Even Jesus gets raised eyebrows from me on one point, which pains me to say…but it’s hard to read the accounts of his interaction with the Syrophoenician woman and not be seriously uncomfortable when he ignores her pleas and then calls her a dog before he ultimately (after having a lightbulb moment?) heals her daughter. Was Jesus racist is not a question that makes me feel good or at-all settled about the character of God. (Matthew 15:21-28, Mark 7:24-30).
So it definitely can create some cognitive dissonance (psychological whiplash?) when people wax eloquently about God’s love, insisting that the “God of the Bible” is loving and good, but you’ve read these other parts of the Bible, and they don’t exactly feel like “God’s love letter to you.”

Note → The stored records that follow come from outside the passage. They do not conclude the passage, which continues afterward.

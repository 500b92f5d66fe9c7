//! Region writes into an existing array.

use std::path::PathBuf;
use std::sync::Arc;

use tracing::trace;
use zarrs::array::Array;
use zarrs::array_subset::ArraySubset;
use zarrs::storage::store::FilesystemStore;

use super::{ArrayTarget, StorageError};
use crate::jobs::WriteRegion;

/// Sink for composited chunk data.
///
/// `data` is laid out `(time, row, col, band)` in row-major order and must
/// hold exactly `region.element_count()` values.
pub trait ChunkWriter: Send + Sync {
    fn write_region(&self, region: &WriteRegion, data: &[u16]) -> Result<(), StorageError>;
}

/// [`ChunkWriter`] backed by a zarr array on the local filesystem.
pub struct ZarrChunkWriter {
    target: ArrayTarget,
    array: Array<FilesystemStore>,
}

impl ZarrChunkWriter {
    /// Opens the array named by `target`.
    ///
    /// The array must already exist; workers never create it.
    pub fn open(target: &ArrayTarget) -> Result<Self, StorageError> {
        if !target.exists() {
            return Err(StorageError::MissingArray(target.to_string()));
        }
        let store = Arc::new(FilesystemStore::new(&target.root).map_err(StorageError::zarr)?);
        let array = Array::open(store, &target.node_path()).map_err(StorageError::zarr)?;
        Ok(Self {
            target: target.clone(),
            array,
        })
    }

    pub fn target(&self) -> &ArrayTarget {
        &self.target
    }

    pub fn shape(&self) -> &[u64] {
        self.array.shape()
    }

    /// Reads back the values of `region`.
    pub fn read_region(&self, region: &WriteRegion) -> Result<Vec<u16>, StorageError> {
        let subset = ArraySubset::new_with_ranges(&region.ranges());
        self.array
            .retrieve_array_subset_elements::<u16>(&subset)
            .map_err(StorageError::zarr)
    }

    /// Files of the chunks `region` touches, whether written or not.
    pub fn chunk_paths(&self, region: &WriteRegion) -> Result<Vec<PathBuf>, StorageError> {
        let subset = ArraySubset::new_with_ranges(&region.ranges());
        let Some(chunks) = self
            .array
            .chunks_in_array_subset(&subset)
            .map_err(StorageError::zarr)?
        else {
            return Ok(Vec::new());
        };

        let start = chunks.start();
        let shape = chunks.shape();
        if shape.iter().any(|&n| n == 0) {
            return Ok(Vec::new());
        }
        let mut paths = Vec::new();
        let mut indices = start.to_vec();
        loop {
            let key = self.array.chunk_key(&indices);
            paths.push(self.target.root.join(key.as_str()));

            // Advance the last dimension first, carrying into earlier ones.
            let mut dim = indices.len();
            loop {
                if dim == 0 {
                    return Ok(paths);
                }
                dim -= 1;
                indices[dim] += 1;
                if indices[dim] < start[dim] + shape[dim] {
                    break;
                }
                indices[dim] = start[dim];
            }
        }
    }
}

impl ChunkWriter for ZarrChunkWriter {
    fn write_region(&self, region: &WriteRegion, data: &[u16]) -> Result<(), StorageError> {
        let expected = region.element_count();
        if data.len() != expected {
            return Err(StorageError::ShapeMismatch {
                expected,
                actual: data.len(),
            });
        }
        let subset = ArraySubset::new_with_ranges(&region.ranges());
        self.array
            .store_array_subset_elements::<u16>(&subset, data)
            .map_err(StorageError::zarr)?;
        trace!(target = %self.target, region = ?region, "Region written");
        Ok(())
    }
}

#[cfg(test)]
mod tests {
    use super::*;
    use crate::grid::{CubeConfig, Extent};
    use crate::storage::write_schema;
    use chrono::NaiveDate;

    fn config() -> CubeConfig {
        CubeConfig::new(
            NaiveDate::from_ymd_opt(2021, 1, 1).unwrap(),
            NaiveDate::from_ymd_opt(2021, 2, 1).unwrap(),
            Extent::new(10.0, 40.0, 11.0, 41.0),
        )
        .with_resolution(0.25)
        .with_chunk_size(2)
    }

    #[test]
    fn test_open_missing_array_fails() {
        let dir = tempfile::TempDir::new().unwrap();
        let target = ArrayTarget::new(dir.path(), "rgb_median");
        assert!(matches!(
            ZarrChunkWriter::open(&target),
            Err(StorageError::MissingArray(_))
        ));
    }

    #[test]
    fn test_write_then_read_region() {
        let dir = tempfile::TempDir::new().unwrap();
        write_schema(dir.path(), &config()).unwrap();
        let writer = ZarrChunkWriter::open(&ArrayTarget::new(dir.path(), "rgb_median")).unwrap();
        assert_eq!(writer.shape(), &[2, 4, 4, 3]);

        let region = WriteRegion {
            time: 1..2,
            rows: 2..4,
            cols: 0..2,
            bands: 0..3,
        };
        let data: Vec<u16> = (1..=12).collect();
        writer.write_region(&region, &data).unwrap();
        assert_eq!(writer.read_region(&region).unwrap(), data);

        let untouched = WriteRegion {
            time: 0..1,
            ..region
        };
        assert_eq!(writer.read_region(&untouched).unwrap(), vec![0; 12]);
    }

    #[test]
    fn test_chunk_paths_cover_written_files() {
        let dir = tempfile::TempDir::new().unwrap();
        write_schema(dir.path(), &config()).unwrap();
        let writer = ZarrChunkWriter::open(&ArrayTarget::new(dir.path(), "rgb_median")).unwrap();

        // Two chunks along the rows of one time slice.
        let region = WriteRegion {
            time: 1..2,
            rows: 0..4,
            cols: 2..4,
            bands: 0..3,
        };
        let paths = writer.chunk_paths(&region).unwrap();
        assert_eq!(paths.len(), 2);
        assert!(paths.iter().all(|p| !p.exists()));

        writer.write_region(&region, &[5; 24]).unwrap();
        assert!(paths.iter().all(|p| p.is_file()));
        assert!(paths.iter().all(|p| p.starts_with(dir.path().join("rgb_median"))));
    }

    #[test]
    fn test_write_rejects_wrong_length() {
        let dir = tempfile::TempDir::new().unwrap();
        write_schema(dir.path(), &config()).unwrap();
        let writer = ZarrChunkWriter::open(&ArrayTarget::new(dir.path(), "rgb_median")).unwrap();
        let region = WriteRegion {
            time: 0..1,
            rows: 0..2,
            cols: 0..2,
            bands: 0..3,
        };
        assert!(matches!(
            writer.write_region(&region, &[1, 2, 3]),
            Err(StorageError::ShapeMismatch {
                expected: 12,
                actual: 3
            })
        ));
    }
}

What are we to think of God when we read these “texts of terror” as scholar Phyllis Trible describes them? Countless Bible verses depict God as loving, merciful, compassionate, good, forgiving, just, slow to anger, even perfect. But verses like the above and others describe a very different deity. Is God cruel? Heartless? Deranged? Abusive? Sadistic?
The honest reader must conclude that the Bible portrays God as complex at best and a volatile monster at worst, flip-flopping between love and extremely disturbing violence. If we center the Bible in our Christian life, and especially if we give it a place of supreme authority, assuming the same God who “so loved the world” also so destroyed the word, it may come with a high emotional cost: acceptance of God as highly unstable, liable to have compassion and abundantly pardon one day (Isaiah 55:7), and “send on you curses, confusion, and rebuke…until you are destroyed” (Deuteronomy 28:20) the next.
Who is God? The Bible says different things about it.
Additional reading/listening:
- For a brilliant take on Jesus’ interaction with the Syrophoenician woman, read this by scholar/professor/priest Will Gafney: The Woman Who Changed Jesus
- “Taking a Shot at Divine Violence” with Pete: Episode 30 of The Bible for Normal People podcast, as well as Episode 28 “Jesus and Divine Violence with Greg Boyd” (pastor and author)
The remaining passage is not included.